Nimm doch nicht alles so wörtlich. Ich bin mir sicher, du weißt sehr gut: Nur weil jemand tot ist, bedeutet das nicht automatisch, dass er seinen Frieden gefunden hat. Der Geist machte eine Pause und warf Alex einen wissenden Seitenblick zu. Deine Furcht davor, diesen Ort zu verlassen, ist irrational, das ist dir doch bewusst.
Alex runzelte die Stirn. Als sie im Alter von sechs Jahren angefangen hatte, Geister zu sehen, waren ihr nur zwei Dinge seltsamer vorgekommen als dieser Umstand an sich: die unglaubliche Neugier der Toten, mit der sie ihre Nasen in alles steckten, was sie nichts anging, und ihre unglaubliche Großzügigkeit, wenn es darum ging, gute Ratschläge zu verteilen. Als hätte das Sterben bei vielen Menschen nicht nur den Tod, sondern auch die Verwandlung in tratschsüchtige Talkshow-Gastgeber zur Folge.

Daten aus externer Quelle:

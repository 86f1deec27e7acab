//! Audio source abstraction.
//!
//! The pipeline never touches capture devices itself; it pulls mono PCM
//! frames from whatever implements [`AudioSource`]. A capture backend, a
//! file reader, or the synthetic sources below all plug in the same way.
//! Implementors release their underlying resource in `Drop`, so the
//! processing loop dropping the source on any exit path is enough to
//! guarantee cleanup.

use crate::error::Result;

/// Blocking, pull-based supplier of mono 16-bit PCM at a fixed rate.
pub trait AudioSource: Send {
    /// Sample rate the source delivers at, in Hz.
    fn sample_rate(&self) -> u32;

    /// Acquires the underlying resource and begins producing samples.
    ///
    /// # Errors
    /// [`crate::SpecfallError::SourceUnavailable`] if the source cannot be
    /// opened; the pipeline then never starts its loop.
    fn start(&mut self) -> Result<()>;

    /// Fills `buf` with up to `buf.len()` samples, blocking as needed.
    ///
    /// Returns the number of samples actually written. A return smaller
    /// than `buf.len()` is a short read; the caller skips the cycle.
    fn read(&mut self, buf: &mut [i16]) -> usize;

    /// Stops producing samples. Idempotent; also invoked implicitly by
    /// `Drop` in implementors that hold real resources.
    fn stop(&mut self);
}

/// Synthetic pure-tone source, used by the demo binary and tests.
#[derive(Debug)]
pub struct ToneSource {
    sample_rate: u32,
    frequency_hz: f32,
    amplitude: f32,
    position: u64,
    running: bool,
}

impl ToneSource {
    /// `amplitude` is clamped to `[0, 1]` of full scale.
    pub fn new(sample_rate: u32, frequency_hz: f32, amplitude: f32) -> Self {
        ToneSource {
            sample_rate,
            frequency_hz,
            amplitude: amplitude.clamp(0.0, 1.0),
            position: 0,
            running: false,
        }
    }
}

impl AudioSource for ToneSource {
    fn sample_rate(&self) -> u32 {
        self.sample_rate
    }

    fn start(&mut self) -> Result<()> {
        self.running = true;
        tracing::debug!(
            "tone source started: {} Hz at {} sps",
            self.frequency_hz,
            self.sample_rate
        );
        Ok(())
    }

    fn read(&mut self, buf: &mut [i16]) -> usize {
        if !self.running {
            return 0;
        }
        let step = 2.0 * std::f32::consts::PI * self.frequency_hz / self.sample_rate as f32;
        for slot in buf.iter_mut() {
            let value = (self.position as f32 * step).sin() * self.amplitude;
            *slot = (value * i16::MAX as f32) as i16;
            self.position += 1;
        }
        buf.len()
    }

    fn stop(&mut self) {
        self.running = false;
    }
}

/// Source backed by a fixed sample buffer; returns a short read once
/// drained. Used in tests for short-read and end-of-stream behavior.
#[derive(Debug)]
pub struct BufferSource {
    sample_rate: u32,
    samples: Vec<i16>,
    position: usize,
}

impl BufferSource {
    pub fn new(sample_rate: u32, samples: Vec<i16>) -> Self {
        BufferSource {
            sample_rate,
            samples,
            position: 0,
        }
    }
}

impl AudioSource for BufferSource {
    fn sample_rate(&self) -> u32 {
        self.sample_rate
    }

    fn start(&mut self) -> Result<()> {
        Ok(())
    }

    fn read(&mut self, buf: &mut [i16]) -> usize {
        let remaining = self.samples.len() - self.position;
        let count = remaining.min(buf.len());
        buf[..count].copy_from_slice(&self.samples[self.position..self.position + count]);
        self.position += count;
        count
    }

    fn stop(&mut self) {}
}

#[cfg(test)]
mod tests {
    use super::*;

    #[test]
    fn tone_source_reads_nothing_before_start() {
        let mut source = ToneSource::new(48000, 1000.0, 0.8);
        let mut buf = [0i16; 64];
        assert_eq!(source.read(&mut buf), 0);
        source.start().unwrap();
        assert_eq!(source.read(&mut buf), 64);
    }

    #[test]
    fn tone_source_stays_within_full_scale() {
        let mut source = ToneSource::new(48000, 440.0, 1.0);
        source.start().unwrap();
        let mut buf = [0i16; 4096];
        source.read(&mut buf);
        assert!(buf.iter().any(|&s| s != 0));
    }

    #[test]
    fn buffer_source_short_reads_when_drained() {
        let mut source = BufferSource::new(48000, vec![7i16; 100]);
        source.start().unwrap();
        let mut buf = [0i16; 64];
        assert_eq!(source.read(&mut buf), 64);
        assert_eq!(source.read(&mut buf), 36);
        assert_eq!(source.read(&mut buf), 0);
    }
}
//! Time-domain waveform ring buffer.
//!
//! Fixed-capacity circular storage for the raw normalized samples feeding
//! the waveform display. New samples overwrite the oldest in circular
//! order; the consumer reconstructs chronological order from the write
//! cursor.

/// Number of samples retained for the waveform display.
pub const WAVEFORM_CAPACITY: usize = 1024;

/// Fixed-capacity circular buffer of samples in `[-1, 1]`.
#[derive(Debug)]
pub struct WaveformRingBuffer {
    samples: Vec<f32>,
    write_pos: usize,
}

impl Default for WaveformRingBuffer {
    fn default() -> Self {
        Self::new()
    }
}

impl WaveformRingBuffer {
    /// Creates a buffer with the standard display capacity.
    pub fn new() -> Self {
        Self::with_capacity(WAVEFORM_CAPACITY)
    }

    /// Creates a buffer with an explicit capacity.
    pub fn with_capacity(capacity: usize) -> Self {
        WaveformRingBuffer {
            samples: vec![0.0; capacity.max(1)],
            write_pos: 0,
        }
    }

    pub fn capacity(&self) -> usize {
        self.samples.len()
    }

    /// Position the next sample will be written to.
    pub fn write_pos(&self) -> usize {
        self.write_pos
    }

    /// Appends `samples`, wrapping past the end of the buffer.
    ///
    /// Works for writes smaller or larger than the capacity; a write of
    /// more than `capacity` samples simply leaves the last `capacity` of
    /// them in place.
    pub fn write(&mut self, samples: &[f32]) {
        let capacity = self.samples.len();
        for (i, &sample) in samples.iter().enumerate() {
            self.samples[(self.write_pos + i) % capacity] = sample;
        }
        self.write_pos = (self.write_pos + samples.len()) % capacity;
    }

    /// Owned copy of the buffer plus the current write cursor.
    ///
    /// The oldest sample lives at `write_pos`; reading `capacity` samples
    /// forward from there (wrapping) yields chronological order.
    pub fn snapshot(&self) -> (Vec<f32>, usize) {
        (self.samples.clone(), self.write_pos)
    }
}

#[cfg(test)]
mod tests {
    use super::*;

    #[test]
    fn write_wraps_past_capacity() {
        let cap = 16;
        let mut ring = WaveformRingBuffer::with_capacity(cap);
        let samples: Vec<f32> = (0..cap + 3).map(|i| i as f32).collect();
        ring.write(&samples);

        // Equivalent to a full fill followed by 3 samples from position 0.
        let mut expected = WaveformRingBuffer::with_capacity(cap);
        expected.write(&samples[..cap]);
        expected.write(&samples[cap..]);

        let (got, got_pos) = ring.snapshot();
        let (want, want_pos) = expected.snapshot();
        assert_eq!(got, want);
        assert_eq!(got_pos, want_pos);
        assert_eq!(got_pos, 3);
        // First three slots were overwritten by the wrapped tail.
        assert_eq!(&got[..3], &[16.0, 17.0, 18.0]);
        assert_eq!(got[3], 3.0);
    }

    #[test]
    fn write_larger_than_capacity_keeps_tail() {
        let cap = 8;
        let mut ring = WaveformRingBuffer::with_capacity(cap);
        let samples: Vec<f32> = (0..3 * cap + 1).map(|i| i as f32).collect();
        ring.write(&samples);

        let (buf, pos) = ring.snapshot();
        assert_eq!(pos, 1);
        // Chronological read from pos covers the last `cap` samples written.
        let chronological: Vec<f32> = (0..cap).map(|i| buf[(pos + i) % cap]).collect();
        let expected: Vec<f32> = (2 * cap + 1..3 * cap + 1).map(|i| i as f32).collect();
        assert_eq!(chronological, expected);
    }

    #[test]
    fn partial_writes_advance_cursor() {
        let mut ring = WaveformRingBuffer::with_capacity(8);
        ring.write(&[1.0, 2.0, 3.0]);
        assert_eq!(ring.write_pos(), 3);
        ring.write(&[4.0, 5.0]);
        assert_eq!(ring.write_pos(), 5);
        let (buf, _) = ring.snapshot();
        assert_eq!(&buf[..5], &[1.0, 2.0, 3.0, 4.0, 5.0]);
        assert_eq!(&buf[5..], &[0.0, 0.0, 0.0]);
    }

    #[test]
    fn default_capacity_is_1024() {
        assert_eq!(WaveformRingBuffer::new().capacity(), WAVEFORM_CAPACITY);
    }
}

„Hör zu, ich fürchte mich nicht davor, von hier wegzugehen. Ich will es bloß nicht. Du hast selbst gesagt, wie friedlich es ist, und du hast recht. Ich liebe Oklahoma und die Prärie, und außerdem habe ich einen sehr guten Job hier, also warum sollte ich irgendwo anders hinwollen?“
Es ist ein großer Unterschied, ob jemand an einem Ort leben möchte, weil er ihm gefällt, oder man nur dort bleibt, weil der Rest der Welt da draußen einem Angst macht.
„Bist du eigentlich taub? Ich dachte, ich hätte gerade gesagt, dass es nichts mit Angst zu tun. Bin ich etwa nicht in Flagstaff gewesen, und zwar für ganze drei Tage?“
Ja, und du hast jede Sekunde dieses kleinen Ausflugs gehasst. „Quatsch. Ich habe mich gefreut, Tessa wiederzusehen.“
Und jetzt mache ich mir erst recht höllische Sorgen um sie. Alex schloss für einen Moment die Augen und sah wieder den dichten Rauch vor sich. Sie konnte förmlich den beißenden Gestank riechen, als Computer und Monitore in der enormen Hitze des Feuers einfach geschmolzen und nichts als verkohlte Klumpen aus Metall und Plastik übrig geblieben waren. Professor Carswell hatte ihr versichert, dass Tessa bestimmt nichts geschehen sei, aber angesichts des schrecklichen Unfalls, den Alex schließlich selbst miterlebt hatte, fiel es ihr schwer, sich vorzustellen, wie ihre Freundin das Inferno überlebt haben sollte. Aber nichts von alldem hat diesen neugierigen Geist zu interessieren, es ist allein meine Sache.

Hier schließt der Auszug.